■ GOAL OF THE EXERCISE
Keep only the lines of the data below that contain "RedisTokenStore", and copy them.
___ RECORD EXCERPTS
//! Token store backed by Redis key expiry.

use async_trait::async_trait;
use std::time::Duration;
use tracing::debug;

use le_core::errors::DomainError;
use le_core::repositories::TokenStore;
use le_shared::CacheConfig;

use super::redis_client::RedisClient;
use crate::InfrastructureError;

/// Shared token store for multi-instance deployments
///
/// Keys are namespaced with the configured prefix; expiry is delegated to
/// Redis, so `purge_expired` keeps the no-op default.
#[derive(Clone)]
pub struct RedisTokenStore {
    client: RedisClient,
    config: CacheConfig,
}

impl RedisTokenStore {
    /// Wrap an existing client
    pub fn new(client: RedisClient, config: CacheConfig) -> Self {
        Self { client, config }
    }

    /// Connect to the Redis instance named in `config`
    pub async fn connect(config: CacheConfig) -> Result<Self, InfrastructureError> {
        let client = RedisClient::new(&config).await?;
        Ok(Self::new(client, config))
    }

    /// The underlying client
    pub fn client(&self) -> &RedisClient {
        &self.client
    }

    fn key(&self, key: &str) -> String {
        self.config.namespaced(key)
    }
}

/// Whole seconds for `SET EX`, rounding partial seconds up
pub(crate) fn expiry_seconds(ttl: Duration) -> u64 {
    let secs = ttl.as_secs();
    if ttl.subsec_nanos() > 0 {
        secs.saturating_add(1)
    } else {
        secs
    }
}

#[async_trait]
impl TokenStore for RedisTokenStore {
    async fn put(&self, key: &str, value: &str, ttl: Duration) -> Result<(), DomainError> {
        let key = self.key(key);
        let seconds = expiry_seconds(ttl);

        // SET EX rejects zero; an entry with no lifetime is simply absent
        if seconds == 0 {
            debug!("Zero TTL for '{}', removing instead", key);
            self.client.delete(&key).await?;
            return Ok(());
        }

        self.client.set_with_expiry(&key, value, seconds).await?;
        Ok(())
    }

    async fn get(&self, key: &str) -> Result<Option<String>, DomainError> {
        Ok(self.client.get(&self.key(key)).await?)
    }

    async fn delete(&self, key: &str) -> Result<bool, DomainError> {
        Ok(self.client.delete(&self.key(key)).await?)
    }

    async fn take(&self, key: &str) -> Result<Option<String>, DomainError> {
        Ok(self.client.get_del(&self.key(key)).await?)
    }

    async fn exists(&self, key: &str) -> Result<bool, DomainError> {
        Ok(self.client.exists(&self.key(key)).await?)
    }
}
______
■ TASK RESULT
pub struct RedisTokenStore {
impl RedisTokenStore {
impl TokenStore for RedisTokenStore {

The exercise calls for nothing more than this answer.